(Beginning of EXTRACTED ENTRIES)

//! Session events
//!
//! Each session publishes its state transitions on one bounded, ordered
//! channel. Publishing waits while the channel is full: a consumer that
//! stops reading stalls the session instead of losing events.
//!
//! A sync run normally ends with exactly one `SyncFinished` or
//! `SyncFailed`. A run cut short by close, revocation or a mode switch
//! ends with no terminal event at all; a revoked run is followed by
//! `UserDeauth`.

use crate::mode::AddressMode;
use futures::Stream;
use serde::Serialize;
use std::sync::Arc;
use std::time::Duration;
use tokio::sync::{Mutex, mpsc};
use tokio_util::sync::CancellationToken;
use tracing::debug;

#[derive(Debug, Clone, PartialEq, Serialize)]
#[serde(tag = "type", rename_all = "snake_case")]
pub enum Event {
    /// Opens a sync run. See the module docs for how a run ends.
    SyncStarted {
        user_id: String,
    },
    SyncProgress {
        user_id: String,
        /// Fraction in `0.0..=1.0`, never decreasing within a run.
        progress: f64,
        synced: usize,
        total: usize,
        elapsed: Duration,
        remaining: Duration,
    },
    SyncFinished {
        user_id: String,
    },
    SyncFailed {
        user_id: String,
        error: String,
    },
    /// The remote session was revoked; the session is gone for good.
    UserDeauth {
        user_id: String,
    },
    AddressModeChanged {
        user_id: String,
        mode: AddressMode,
    },
}

impl Event {
    #[must_use]
    pub fn user_id(&self) -> &str {
        match self {
            Self::SyncStarted { user_id }
            | Self::SyncProgress { user_id, .. }
            | Self::SyncFinished { user_id }
            | Self::SyncFailed { user_id, .. }
            | Self::UserDeauth { user_id }
            | Self::AddressModeChanged { user_id, .. } => user_id,
        }
    }
}

/// Producer side owned by a session.
#[derive(Debug)]
pub(crate) struct EventBus {
    tx: Mutex<Option<mpsc::Sender<Event>>>,
    rx: EventStream,
}

impl EventBus {
    pub(crate) fn new(capacity: usize) -> Self {
        let (tx, rx) = mpsc::channel(capacity.max(1));
        Self {
            tx: Mutex::new(Some(tx)),
            rx: EventStream {
                rx: Arc::new(Mutex::new(rx)),
            },
        }
    }

    pub(crate) fn stream(&self) -> EventStream {
        self.rx.clone()
    }

    /// Publish `event` unless `scope` is cancelled first.
    ///
    /// Publishers are serialized, so once a scope is cancelled no event
    /// from it can land after events published afterwards by another
    /// scope. Returns whether the event was queued.
    pub(crate) async fn publish(&self, event: Event, scope: &CancellationToken) -> bool {
        let guard = tokio::select! {
            biased;
            () = scope.cancelled() => return false,
            guard = self.tx.lock() => guard,
        };

        let Some(tx) = guard.as_ref() else {
            return false;
        };
        if scope.is_cancelled() {
            return false;
        }

        debug!(?event, "Publishing event");
        tokio::select! {
            biased;
            () = scope.cancelled() => false,
            sent = tx.send(event) => sent.is_ok(),
        }
    }

    /// Drop the sender so readers see the end of the stream once the
    /// queue drains.
    pub(crate) async fn close(&self) {
        self.tx.lock().await.take();
    }
}

/// Read side of a session's events. Clones share one queue: every
/// event is delivered to exactly one reader.
#[derive(Debug, Clone)]
pub struct EventStream {
    rx: Arc<Mutex<mpsc::Receiver<Event>>>,
}

impl EventStream {
    /// Next event, or `None` once the session is closed and drained.
    pub async fn recv(&self) -> Option<Event> {
        self.rx.lock().await.recv().await
    }

    pub fn into_stream(self) -> impl Stream<Item = Event> {
        futures::stream::unfold(self, |events| async move {
            let event = events.recv().await?;
            Some((event, events))
        })
    }
}
impl MemoryServer {
    #[must_use]
    pub fn new() -> Self {
        Self::default()
    }

    fn lock(&self) -> MutexGuard<'_, State> {
        self.state
            .lock()
            .unwrap_or_else(std::sync::PoisonError::into_inner)
    }

    /// Create a user whose first email becomes the primary address.
    ///
    /// Returns the user id and the address ids in the order given.
    pub fn create_user(
        &self,
        username: &str,
        password: &[u8],
        emails: &[&str],
    ) -> Result<(String, Vec<String>)> {
        let mut state = self.lock();

        if state.users.values().any(|u| u.username == username) {
            return Err(Error::Remote(format!("Username {username} is taken")));
        }

        let user_id = state.next_id("user");
        let key_id = state.next_id("key");

        let mut addresses = Vec::with_capacity(emails.len());
        for (order, email) in (1u32..).zip(emails) {
            addresses.push(Address {
                id: state.next_id("addr"),
                email: (*email).to_string(),
                order,
            });
        }
        let addr_ids = addresses.iter().map(|a| a.id.clone()).collect();

        let labels = SYSTEM_LABELS
            .iter()
            .map(|(id, name)| Label {
                id: (*id).to_string(),
                name: (*name).to_string(),
                path: (*name).to_string(),
                kind: LabelType::System,
            })
            .collect();

        let record = UserRecord {
            username: username.to_string(),
            password: password.to_vec(),
            user: ApiUser {
                id: user_id.clone(),
                name: username.to_string(),
                keys: vec![Key {
                    id: key_id,
                    primary: true,
                }],
            },
            salt: rand::random::<[u8; 16]>().to_vec(),
            addresses,
            labels,
            messages: BTreeMap::new(),
            events: Vec::new(),
            failing_listings: 0,
        };

        state.users.insert(user_id.clone(), record);
        info!("Created remote user {} ({})", username, user_id);
        Ok((user_id, addr_ids))
    }

    pub fn create_address(&self, user_id: &str, email: &str) -> Result<String> {
        let mut state = self.lock();
        let id = state.next_id("addr");
        let user = state.user_mut(user_id)?;
        let order = user.addresses.iter().map(|a| a.order).max().unwrap_or(0) + 1;
        let address = Address {
            id: id.clone(),
            email: email.to_string(),
            order,
        };
        user.addresses.push(address.clone());
        user.push_event(RemoteEvent::AddressCreated(address));
        Ok(id)
    }

    pub fn delete_address(&self, user_id: &str, address_id: &str) -> Result<()> {
        let mut state = self.lock();
        let user = state.user_mut(user_id)?;
        user.addresses.retain(|a| a.id != address_id);
        user.push_event(RemoteEvent::AddressDeleted(address_id.to_string()));
        Ok(())
    }

    /// Create a folder or label; `path` may contain `/` separators.
    pub fn create_label(&self, user_id: &str, path: &str, kind: LabelType) -> Result<String> {
        let mut state = self.lock();
        let id = state.next_id("label");
        let user = state.user_mut(user_id)?;
        let name = path.rsplit('/').next().unwrap_or(path).to_string();
        let label = Label {
            id: id.clone(),
            name,
            path: path.to_string(),
            kind,
        };
        user.labels.push(label.clone());
        user.push_event(RemoteEvent::LabelCreated(label));
        Ok(id)
    }

    /// Create an unread message in the given labels. Every message is
    /// also in All Mail.
    pub fn create_message(
        &self,
        user_id: &str,
        address_id: &str,
        subject: &str,
        label_ids: &[&str],
    ) -> Result<String> {
        let mut state = self.lock();
        let id = state.next_id("msg");
        let user = state.user_mut(user_id)?;

        let sender = user
            .addresses
            .iter()
            .find(|a| a.id == address_id)
            .map(|a| a.email.clone())
            .ok_or_else(|| Error::Remote(format!("Unknown address {address_id}")))?;

        let mut ids: Vec<String> = label_ids.iter().map(|l| (*l).to_string()).collect();
        if !ids.iter().any(|l| l == labels::ALL_MAIL) {
            ids.push(labels::ALL_MAIL.to_string());
        }

        let message = MessageMetadata {
            id: id.clone(),
            address_id: address_id.to_string(),
            label_ids: ids,
            subject: subject.to_string(),
            sender,
            time: chrono::Utc::now().timestamp(),
            unread: true,
        };
        user.messages.insert(id.clone(), message.clone());
        user.push_event(RemoteEvent::MessageCreated(message));
        Ok(id)
    }

    pub fn delete_message(&self, user_id: &str, message_id: &str) -> Result<()> {
        let mut state = self.lock();
        let user = state.user_mut(user_id)?;
        if user.messages.remove(message_id).is_some() {
            user.push_event(RemoteEvent::MessageDeleted(message_id.to_string()));
        }
        Ok(())
    }

    /// Ask every client of the user to rebuild from scratch.
    pub fn refresh(&self, user_id: &str) -> Result<()> {
        self.lock().user_mut(user_id)?.push_event(RemoteEvent::Refresh);
        Ok(())
    }

    /// Invalidate every session of the user.
    pub fn revoke_user(&self, user_id: &str) -> Result<()> {
        let mut state = self.lock();
        state.user(user_id)?;
        let mut revoked = 0;
        state.sessions.retain(|_, session| {
            if session.user_id == user_id {
                session.revoked.send_replace(true);
                revoked += 1;
                false
            } else {
                true
            }
        });
        info!("Revoked {} session(s) of {}", revoked, user_id);
        Ok(())
    }

    /// Make the next `count` message listings fail with a transient
    /// error.
    pub fn fail_next_listings(&self, user_id: &str, count: u32) -> Result<()> {
        self.lock().user_mut(user_id)?.failing_listings = count;
        Ok(())
    }

    pub fn message_count(&self, user_id: &str) -> Result<usize> {
        Ok(self.lock().user(user_id)?.messages.len())
    }

    pub fn message(&self, user_id: &str, message_id: &str) -> Result<Option<MessageMetadata>> {
        Ok(self.lock().user(user_id)?.messages.get(message_id).cloned())
    }

    /// Load users from a JSON fixture file.
    pub fn from_fixture(path: &Path) -> Result<Self> {
        let raw = std::fs::read_to_string(path)?;
        Self::from_fixture_str(&raw)
    }

    /// Load users from a JSON fixture.
    ///
    /// ```json
    /// {"users": [{"username": "alice", "password": "secret",
    ///   "addresses": ["alice@pm.me"], "folders": ["Work"],
    ///   "labels": ["Important"],
    ///   "messages": [{"address": "alice@pm.me", "subject": "Hi",
    ///                 "mailboxes": ["Inbox", "Work"], "unread": false}]}]}
    /// ```
    pub fn from_fixture_str(raw: &str) -> Result<Self> {
        let fixture: Fixture = serde_json::from_str(raw)?;
        let server = Self::new();

        for entry in fixture.users {
            let emails: Vec<&str> = entry.addresses.iter().map(String::as_str).collect();
            let (user_id, addr_ids) =
                server.create_user(&entry.username, entry.password.as_bytes(), &emails)?;

            for folder in &entry.folders {
                server.create_label(&user_id, folder, LabelType::Folder)?;
            }
            for label in &entry.labels {
                server.create_label(&user_id, label, LabelType::Label)?;
            }

            for message in entry.messages {
                let address_id = entry
                    .addresses
                    .iter()
                    .position(|a| *a == message.address)
                    .map(|i| addr_ids[i].clone())
                    .ok_or_else(|| {
                        Error::Config(format!("Fixture address {} not found", message.address))
                    })?;

                let label_ids = {
                    let state = server.lock();
                    let user = state.user(&user_id)?;
                    message
                        .mailboxes
                        .iter()
                        .map(|name| {
                            user.label_id_by_name(name).ok_or_else(|| {
                                Error::Config(format!("Fixture mailbox {name} not found"))
                            })
                        })
                        .collect::<Result<Vec<_>>>()?
                };
                let refs: Vec<&str> = label_ids.iter().map(String::as_str).collect();
                let id = server.create_message(&user_id, &address_id, &message.subject, &refs)?;

                if !message.unread {
                    server.set_unread(&user_id, &[id], false)?;
                }
            }
        }

        Ok(server)
    }

    fn set_unread(&self, user_id: &str, ids: &[String], unread: bool) -> Result<()> {
        let mut state = self.lock();
        let user = state.user_mut(user_id)?;
        let mut changed = Vec::new();
        for id in ids {
            if let Some(message) = user.messages.get_mut(id) {
                message.unread = unread;
                changed.push(message.clone());
            }
        }
        for message in changed {
            user.push_event(RemoteEvent::MessageUpdated(message));
        }
        Ok(())
    }

    fn set_label(&self, user_id: &str, ids: &[String], label_id: &str, add: bool) -> Result<()> {
        let mut state = self.lock();
        let user = state.user_mut(user_id)?;
        if !user.labels.iter().any(|l| l.id == label_id) {
            return Err(Error::Remote(format!("Unknown label {label_id}")));
        }
        let mut changed = Vec::new();
        for id in ids {
            if let Some(message) = user.messages.get_mut(id) {
                let present = message.has_label(label_id);
                if add && !present {
                    message.label_ids.push(label_id.to_string());
                } else if !add && present {
                    message.label_ids.retain(|l| l != label_id);
                } else {
                    continue;
                }
                changed.push(message.clone());
            }
        }
        for message in changed {
            user.push_event(RemoteEvent::MessageUpdated(message));
        }
        Ok(())
    }

    fn client_for(&self, uid: String, user_id: String) -> Result<Arc<dyn RemoteClient>> {
        let deauth = self
            .lock()
            .sessions
            .get(&uid)
            .map(|s| s.revoked.subscribe())
            .ok_or(Error::Revoked)?;

        Ok(Arc::new(MemoryClient {
            server: self.clone(),
            uid,
            user_id,
            deauth,
        }))
    }
}
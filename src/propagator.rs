//! Fan-out of updates to per-namespace connector queues
//!
//! One queue exists per namespace of the current address mode: a single
//! queue keyed by the primary address in combined mode, one per address
//! in split mode. Queues preserve send order. A [`Batch`] collects the
//! acknowledgements of everything a source produced, and the source may
//! only advance its cursor once the whole batch is acknowledged.

use crate::connector::{Connector, ConnectorContext};
use crate::error::{Error, Result};
use crate::mode::AddressMode;
use crate::remote::Address;
use crate::update::{Outcome, Pending, Update, UpdateKind};
use std::sync::{Arc, Mutex};
use tokio::sync::mpsc;
use tokio_util::sync::CancellationToken;
use tracing::{debug, warn};

type SharedReceiver = Arc<tokio::sync::Mutex<mpsc::UnboundedReceiver<Update>>>;

#[derive(Debug)]
struct Namespace {
    address_id: String,
    tx: Mutex<Option<mpsc::UnboundedSender<Update>>>,
    rx: SharedReceiver,
}

/// Connector queues of one connector generation.
#[derive(Debug)]
pub(crate) struct UpdatePropagator {
    mode: AddressMode,
    generation: u64,
    namespaces: Vec<Namespace>,
    token: CancellationToken,
}

impl UpdatePropagator {
    /// `addresses` must be in display order; the first one keys the
    /// combined namespace.
    pub(crate) fn new(
        mode: AddressMode,
        addresses: &[Address],
        generation: u64,
        parent: &CancellationToken,
    ) -> Self {
        let keys: Vec<&Address> = match mode {
            AddressMode::Combined => addresses.iter().take(1).collect(),
            AddressMode::Split => addresses.iter().collect(),
        };

        let namespaces = keys
            .into_iter()
            .map(|address| {
                let (tx, rx) = mpsc::unbounded_channel();
                Namespace {
                    address_id: address.id.clone(),
                    tx: Mutex::new(Some(tx)),
                    rx: Arc::new(tokio::sync::Mutex::new(rx)),
                }
            })
            .collect::<Vec<_>>();

        debug!(
            "Created {} connector queue(s) for {} mode, generation {}",
            namespaces.len(),
            mode,
            generation
        );

        Self {
            mode,
            generation,
            namespaces,
            token: parent.child_token(),
        }
    }

    pub(crate) const fn mode(&self) -> AddressMode {
        self.mode
    }

    pub(crate) const fn generation(&self) -> u64 {
        self.generation
    }

    /// Connector handles for every namespace. Handles of the same
    /// generation share their queue.
    pub(crate) fn connectors(&self, ctx: &ConnectorContext) -> Vec<Connector> {
        self.namespaces
            .iter()
            .map(|ns| {
                Connector::new(
                    ns.address_id.clone(),
                    self.mode,
                    Arc::clone(&ns.rx),
                    self.token.clone(),
                    ctx.clone(),
                )
            })
            .collect()
    }

    /// The namespace that holds messages of `address_id`.
    fn route(&self, address_id: &str) -> Option<&Namespace> {
        match self.mode {
            AddressMode::Combined => self.namespaces.first(),
            AddressMode::Split => self.namespaces.iter().find(|ns| ns.address_id == address_id),
        }
    }

    fn enqueue(&self, ns: &Namespace, kind: UpdateKind, batch: &mut Batch) -> Result<()> {
        let guard = ns
            .tx
            .lock()
            .unwrap_or_else(std::sync::PoisonError::into_inner);
        let tx = guard.as_ref().ok_or(Error::Abandoned)?;

        let (update, pending) = Update::new(kind);
        tx.send(update).map_err(|_| Error::Abandoned)?;
        batch.pending.push(pending);
        Ok(())
    }

    /// Queue an update for the namespace owning `address_id`. Updates
    /// for addresses without a namespace are skipped.
    pub(crate) fn send(&self, address_id: &str, kind: UpdateKind, batch: &mut Batch) -> Result<()> {
        match self.route(address_id) {
            Some(ns) => self.enqueue(ns, kind, batch),
            None => {
                warn!("No connector for address {}, dropping update", address_id);
                Ok(())
            }
        }
    }

    /// Queue an update for every namespace.
    pub(crate) fn broadcast(&self, kind: &UpdateKind, batch: &mut Batch) -> Result<()> {
        for ns in &self.namespaces {
            self.enqueue(ns, kind.clone(), batch)?;
        }
        Ok(())
    }

    pub(crate) fn batch(&self) -> Batch {
        Batch {
            pending: Vec::new(),
            token: self.token.clone(),
        }
    }

    /// Tear down this generation: queues stop accepting updates, readers
    /// see the end of their stream and outstanding batches are
    /// abandoned.
    pub(crate) fn close(&self) {
        self.token.cancel();
        for ns in &self.namespaces {
            ns.tx
                .lock()
                .unwrap_or_else(std::sync::PoisonError::into_inner)
                .take();
        }
    }
}

/// Acknowledgements owed for a group of updates.
#[derive(Debug)]
#[must_use = "a batch must be waited on before advancing the source"]
pub(crate) struct Batch {
    pending: Vec<Pending>,
    token: CancellationToken,
}

impl Batch {
    pub(crate) fn len(&self) -> usize {
        self.pending.len()
    }

    /// Wait until every update has been acknowledged.
    ///
    /// Fails with [`Error::Abandoned`] if a connector dropped an update
    /// or the generation was torn down, and with [`Error::Terminated`]
    /// if `work` is cancelled.
    pub(crate) async fn wait(self, work: &CancellationToken) -> Result<()> {
        for pending in self.pending {
            let outcome = tokio::select! {
                biased;
                () = work.cancelled() => return Err(Error::Terminated),
                () = self.token.cancelled() => return Err(Error::Abandoned),
                outcome = pending.wait() => outcome,
            };

            match outcome {
                Some(Outcome::Applied) => {}
                Some(Outcome::Failed(reason)) => {
                    warn!("Connector failed to apply update: {}", reason);
                }
                None => return Err(Error::Abandoned),
            }
        }
        Ok(())
    }
}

(End of EXTRACTED ENTRIES)

▶ _DIRECTIONS_
Each line holding "down" in the records should be copied out.

▶ _SOLUTION BELOW_
    /// Tear down this generation: queues stop accepting updates, readers
    /// or the generation was torn down, and with [`Error::Terminated`]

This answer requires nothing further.